At the end of April Perkins joined TF 10 for tactical training and in May she returned to Australia to join the forces gathering to sail up the New Guinea coast to gain control of the Huon Peninsula. On 21 August Perkins, flagship of DesRon 5, led Smith, Conyngham, and Mahan out of Milne Bay to make a sweep of Huon Gulf and shell Finschhafen.

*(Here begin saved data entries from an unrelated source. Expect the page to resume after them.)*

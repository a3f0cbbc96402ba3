//! Frame decoding and intensity conversion.
//!
//! Accepts raw image bytes (PNG, JPEG, BMP, WebP) and produces the
//! 3-channel frame the rectifier works on, plus the single-channel
//! intensity image used for every detection step.

use image::{GrayImage, RgbImage};

use crate::types::PipelineError;

/// Decode raw image bytes into a 3-channel frame.
///
/// Grayscale and RGBA sources are expanded/flattened to RGB so every
/// downstream stage sees the same channel layout.
///
/// # Errors
///
/// Returns [`PipelineError::EmptyInput`] if `bytes` is empty.
/// Returns [`PipelineError::ImageDecode`] if the image format is
/// unrecognized or the data is corrupt.
pub fn decode_frame(bytes: &[u8]) -> Result<RgbImage, PipelineError> {
    if bytes.is_empty() {
        return Err(PipelineError::EmptyInput);
    }

    let img = image::load_from_memory(bytes)?;
    Ok(img.to_rgb8())
}

/// Convert a frame to single-channel intensity.
///
/// Uses the `image` crate's luminance weighting, in which green
/// dominates and blue contributes least.
#[must_use = "returns the intensity image"]
pub fn to_intensity(frame: &RgbImage) -> GrayImage {
    image::imageops::grayscale(frame)
}

#[cfg(test)]
#[allow(clippy::unwrap_used)]
mod tests {
    use super::*;

    /// Helper: encode a small RGB image as a PNG byte buffer.
    fn encode_png(img: &RgbImage) -> Vec<u8> {
        let mut buf = Vec::new();
        let encoder = image::codecs::png::PngEncoder::new(&mut buf);
        image::ImageEncoder::write_image(
            encoder,
            img.as_raw(),
            img.width(),
            img.height(),
            image::ExtendedColorType::Rgb8,
        )
        .unwrap();
        buf
    }

    #[test]
    fn empty_input_returns_error() {
        let result = decode_frame(&[]);
        assert!(matches!(result, Err(PipelineError::EmptyInput)));
    }

    #[test]
    fn corrupt_bytes_returns_image_decode_error() {
        let result = decode_frame(&[0xFF, 0xFE, 0x00, 0x01]);
        assert!(matches!(result, Err(PipelineError::ImageDecode(_))));
    }

    #[test]
    fn decoded_frame_keeps_dimensions() {
        let img = RgbImage::from_pixel(17, 31, image::Rgb([128, 64, 32]));
        let frame = decode_frame(&encode_png(&img)).unwrap();
        assert_eq!(frame.dimensions(), (17, 31));
        assert_eq!(frame.get_pixel(3, 3).0, [128, 64, 32]);
    }

    #[test]
    fn intensity_weights_green_highest() {
        let red = to_intensity(&RgbImage::from_pixel(1, 1, image::Rgb([255, 0, 0])));
        let green = to_intensity(&RgbImage::from_pixel(1, 1, image::Rgb([0, 255, 0])));
        let blue = to_intensity(&RgbImage::from_pixel(1, 1, image::Rgb([0, 0, 255])));
        let r = red.get_pixel(0, 0).0[0];
        let g = green.get_pixel(0, 0).0[0];
        let b = blue.get_pixel(0, 0).0[0];
        assert!(
            g > r && r > b,
            "expected green > red > blue, got R={r} G={g} B={b}",
        );
    }
}
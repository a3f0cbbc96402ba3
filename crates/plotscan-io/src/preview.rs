//! Preview image for a display surface.

use plotscan_export::{CompileOptions, SvgError, VectorPathDocument, fit_frame, render_document};
use plotscan_pipeline::RgbImage;

use crate::artifacts::{ArtifactError, ArtifactStore};
use crate::frame::FrameSlot;

/// Stroke width of previewed paths, in output pixels.
pub const PREVIEW_LINE_WIDTH: f32 = 1.5;

/// Errors producing a preview.
#[derive(Debug, thiserror::Error)]
pub enum PreviewError {
    /// The stored SVG could not be read.
    #[error(transparent)]
    Artifact(#[from] ArtifactError),

    /// The stored SVG could not be parsed.
    #[error("stored vector document is unreadable: {0}")]
    Svg(#[from] SvgError),

    /// Neither a vector document nor a frame exists yet.
    #[error("nothing to preview: no vector document and no frame")]
    NothingToShow,
}

/// Render the current preview at `width` x `height`.
///
/// Shows the stored vector document if one exists, otherwise the most
/// recent frame. Both are fitted aspect-preserving on white.
///
/// # Errors
///
/// Returns [`PreviewError::NothingToShow`] if there is neither, or the
/// read/parse error for a stored document that cannot be used.
pub fn render_preview(
    store: &ArtifactStore,
    slot: &FrameSlot,
    width: u32,
    height: u32,
) -> Result<RgbImage, PreviewError> {
    if let Some(svg) = store.read_svg()? {
        let document = VectorPathDocument::parse(&svg, CompileOptions::DEFAULT_TOLERANCE)?;
        return Ok(render_document(&document, width, height, PREVIEW_LINE_WIDTH));
    }
    slot.latest()
        .map(|frame| fit_frame(&frame, width, height))
        .ok_or(PreviewError::NothingToShow)
}

#[cfg(test)]
#[allow(clippy::unwrap_used)]
mod tests {
    use super::*;
    use image::Rgb;

    #[test]
    fn nothing_to_show_before_any_input() {
        let dir = tempfile::TempDir::new().unwrap();
        let store = ArtifactStore::new(dir.path());
        assert!(matches!(
            render_preview(&store, &FrameSlot::new(), 10, 10),
            Err(PreviewError::NothingToShow)
        ));
    }

    #[test]
    fn frame_is_shown_until_a_document_exists() {
        let dir = tempfile::TempDir::new().unwrap();
        let store = ArtifactStore::new(dir.path());
        let slot = FrameSlot::new();
        slot.publish(RgbImage::from_pixel(8, 8, Rgb([10, 10, 10])));

        let img = render_preview(&store, &slot, 16, 16).unwrap();
        assert_eq!(img.get_pixel(8, 8).0, [10, 10, 10]);

        store
            .write_svg(r#"<svg width="8" height="8"><path d="M 0 4 8 4"/></svg>"#)
            .unwrap();
        let img = render_preview(&store, &slot, 16, 16).unwrap();
        assert_eq!(img.get_pixel(8, 1).0, [255, 255, 255]);
        assert!(img.get_pixel(8, 8).0.iter().all(|&c| c < 128));
    }

    #[test]
    fn corrupt_document_is_reported() {
        let dir = tempfile::TempDir::new().unwrap();
        let store = ArtifactStore::new(dir.path());
        store.write_svg("<svg><path d=\"M 0 0 1 1\"/></svg>").unwrap();
        assert!(matches!(
            render_preview(&store, &FrameSlot::new(), 10, 10),
            Err(PreviewError::Svg(_))
        ));
    }
}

On 4 September Perkins shelled the coast between the Bulu and Buso rivers, covering Allied landings at Red Beach before heading toward Lae. On the 8th, she fired on the isolated garrison and on the 15th, the last enemy soldiers pulled out and Allied forces entered Lae.

==Fate==
Finschhafen fell on 2 October and the increase in Allied shipping traffic in Huon Gulf, together with the presence of Japanese submarines, brought Perkins back to escort duty. Reinforcements were escorted to Langemak Bay and to Scarlet Beach east of Satelberg. On 28 November 1943, she departed Milne Bay for Buna, steaming independently. Shortly before 0200, the Australian troopship Duntroon collided with her port side, amidships. Splitting in two, Perkins sank approximately 2 miles off Ipoteto Island. Nine personnel were killed, and a tenth seriously injured. A court of inquiry, held in San Francisco the following month, held the captain of Perkins accountable for the incident, along with his executive officer and officer-of-the-deck.

==Honors==
Perkins earned 4 battle stars during World War II.